Le premier ministre de Lewanika, le Nzambéla, dit au missionnaire Coillard à son arrivée : « Ce que nous te demandons, ce ne

sont nullement des présents, mais l'enseignement que tu apportes. Nous avons faim de la vérité qui rend les hommes meilleurs. Notre terre est assouvie de sang. » Ces mots disaient tout. Lewanika avait un pouvoir absolu. Ses sujets se présentaient devant lui à genoux : ils étaient tous ses esclaves; pour un oui ou pour un non, ils étaient égorgés. « Il serait difficile, écrit Coillard, d'imaginer un coupe-gorge plus affreux, où le vol, la brutalité et le meurtre se donnent pleine carrière. » Coillard fut pillé, et jusqu'au linge de toute la famille missionnaire.

Lewanika, qui était intelligent et avait des aspirations vers le bien, subit tout de suite l'ascendant de Coillard et une intimité touchante s'établit entre eux. « Le roi est aimable, écrit Coillard, causeur, communicatif. Mais il a une volonté qui ne souffre pas la moindre contradiction. »

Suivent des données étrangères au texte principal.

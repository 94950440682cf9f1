//! Venue repository for database operations

use anyhow::Result;
use common::error::is_unique_violation;
use sqlx::{PgPool, Postgres, QueryBuilder};
use std::collections::HashSet;
use tracing::info;
use uuid::Uuid;

use crate::{
    error::{ApiError, ApiResult},
    models::{
        PageRequest, TargetKind,
        venue::{NewVenue, VENUE_COLUMNS, Venue, VenueQuery, VenueWithAuthor},
    },
    repositories::{author_from_row, non_blank},
    slug::{next_free_slug, slug_family_prefix, venue_base_slug},
};

/// Venue repository for database operations
#[derive(Clone)]
pub struct VenueRepository {
    pool: PgPool,
}

impl VenueRepository {
    /// Create a new venue repository
    pub fn new(pool: PgPool) -> Self {
        Self { pool }
    }

    fn push_filters(builder: &mut QueryBuilder<'_, Postgres>, query: &VenueQuery) {
        builder.push(" WHERE TRUE");

        if let Some(city) = non_blank(&query.city) {
            builder.push(" AND v.city = ").push_bind(city.to_string());
        }

        if let Some(category) = non_blank(&query.category) {
            builder.push(" AND v.category = ").push_bind(category.to_string());
        }
    }

    /// Venues matching the filters in the requested order, with the total count
    pub async fn list(
        &self,
        query: &VenueQuery,
        page: PageRequest,
    ) -> Result<(Vec<VenueWithAuthor>, i64)> {
        let mut builder = QueryBuilder::<Postgres>::new(
            "SELECT v.*, u.name AS author_name, u.email AS author_email \
             FROM venues v LEFT JOIN users u ON u.id = v.author_id",
        );
        Self::push_filters(&mut builder, query);
        builder
            .push(" ORDER BY ")
            .push(query.sort.unwrap_or_default().order_by())
            .push(" LIMIT ")
            .push_bind(i64::from(page.limit))
            .push(" OFFSET ")
            .push_bind(page.offset());

        let rows = builder.build().fetch_all(&self.pool).await?;

        let mut count = QueryBuilder::<Postgres>::new("SELECT COUNT(*) FROM venues v");
        Self::push_filters(&mut count, query);
        let total: i64 = count.build_query_scalar::<i64>().fetch_one(&self.pool).await?;

        let venues = rows
            .iter()
            .map(|row| {
                let venue: Venue = sqlx::FromRow::from_row(row)?;
                let author = author_from_row(row, venue.author_id)?;
                Ok(VenueWithAuthor { venue, author })
            })
            .collect::<Result<Vec<_>, sqlx::Error>>()?;

        Ok((venues, total))
    }

    /// Find a venue by ID
    pub async fn find_by_id(&self, id: Uuid) -> Result<Option<Venue>> {
        let sql = format!("SELECT {} FROM venues WHERE id = $1", VENUE_COLUMNS);
        let venue = sqlx::query_as::<_, Venue>(&sql)
            .bind(id)
            .fetch_optional(&self.pool)
            .await?;

        Ok(venue)
    }

    /// Count a view and return the venue with its author
    pub async fn record_view(&self, id: Uuid) -> Result<Option<VenueWithAuthor>> {
        let row = sqlx::query(
            r#"
            WITH v AS (
                UPDATE venues SET views_count = views_count + 1
                WHERE id = $1
                RETURNING *
            )
            SELECT v.*, u.name AS author_name, u.email AS author_email
            FROM v LEFT JOIN users u ON u.id = v.author_id
            "#,
        )
        .bind(id)
        .fetch_optional(&self.pool)
        .await?;

        match row {
            Some(row) => {
                let venue: Venue = sqlx::FromRow::from_row(&row)?;
                let author = author_from_row(&row, venue.author_id)?;
                Ok(Some(VenueWithAuthor { venue, author }))
            }
            None => Ok(None),
        }
    }

    /// Insert a venue under the first free slug in its city
    pub async fn create(&self, new_venue: &NewVenue) -> ApiResult<Venue> {
        let base = venue_base_slug(&new_venue.name);

        let mut tx = self.pool.begin().await?;

        let taken: HashSet<String> = sqlx::query_scalar::<_, String>(
            r#"
            SELECT slug FROM venues
            WHERE city = $1 AND slug LIKE $2 || '%'
            "#,
        )
        .bind(&new_venue.city)
        .bind(slug_family_prefix(&base))
        .fetch_all(&mut *tx)
        .await?
        .into_iter()
        .collect();

        let slug = next_free_slug(&base, &taken);

        let sql = format!(
            r#"
            INSERT INTO venues (name, slug, description, images, image_types, address, city,
                                category, author_id)
            VALUES ($1, $2, $3, $4, $5, $6, $7, $8, $9)
            RETURNING {}
            "#,
            VENUE_COLUMNS
        );

        let result = sqlx::query_as::<_, Venue>(&sql)
            .bind(&new_venue.name)
            .bind(&slug)
            .bind(&new_venue.description)
            .bind(&new_venue.images)
            .bind(&new_venue.image_types)
            .bind(&new_venue.address)
            .bind(&new_venue.city)
            .bind(&new_venue.category)
            .bind(new_venue.author_id)
            .fetch_one(&mut *tx)
            .await;

        let venue = match result {
            Ok(venue) => venue,
            Err(e) if is_unique_violation(&e) => {
                return Err(ApiError::Conflict(format!(
                    "A venue with slug {} already exists in {}",
                    slug, new_venue.city
                )));
            }
            Err(e) => return Err(e.into()),
        };

        tx.commit().await?;

        info!("Created venue {} ({})", venue.id, venue.slug);

        Ok(venue)
    }

    /// Write the editable fields of `venue`
    pub async fn update(&self, venue: &Venue) -> Result<Venue> {
        let sql = format!(
            r#"
            UPDATE venues
            SET name = $2, description = $3, images = $4, image_types = $5, address = $6,
                category = $7, updated_at = NOW()
            WHERE id = $1
            RETURNING {}
            "#,
            VENUE_COLUMNS
        );

        let venue = sqlx::query_as::<_, Venue>(&sql)
            .bind(venue.id)
            .bind(&venue.name)
            .bind(&venue.description)
            .bind(&venue.images)
            .bind(&venue.image_types)
            .bind(&venue.address)
            .bind(&venue.category)
            .fetch_one(&self.pool)
            .await?;

        info!("Updated venue {}", venue.id);

        Ok(venue)
    }

    /// Delete a venue with its messages and votes
    pub async fn delete_cascade(&self, id: Uuid) -> Result<bool> {
        let mut tx = self.pool.begin().await?;

        for table in ["messages", "votes"] {
            let sql = format!(
                "DELETE FROM {} WHERE target_kind = $1 AND target_id = $2",
                table
            );
            sqlx::query(&sql)
                .bind(TargetKind::Venue.as_str())
                .bind(id)
                .execute(&mut *tx)
                .await?;
        }

        let deleted = sqlx::query("DELETE FROM venues WHERE id = $1")
            .bind(id)
            .execute(&mut *tx)
            .await?;

        tx.commit().await?;

        info!("Deleted venue {}", id);

        Ok(deleted.rows_affected() > 0)
    }
}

Coillard, protégé miraculeusement, par une main invisible, n'écoutant que son courage et sa foi, se décida à frapper le paganisme à la racine. Il ne craignit pas de risquer sa vie. Il s'attaqua publiquement aux rites du roi et prit pour texte d'une de ses prédications : « Tu ne tueras point. » - « Tous les yeux, dit-il, étaient braqués sur moi. On aurait entendu voler une mouche. Je me suis senti soutenu. Quant à Lewanika, il s'écria : « Les paroles du missionnaire me sont entrées dans le coeur ! » Coillard écrit : « Je dis au roi que j'étais venu tout exprès pour lui parler de la manie qu'il a de tuer ses gens. Je lui parlai, je crois, avec fidélité et fermeté. » Le premier-ministre dit à Coillard : « Répète ces choses au roi; peut-être entendra-t-il. Ne te lasse pas. »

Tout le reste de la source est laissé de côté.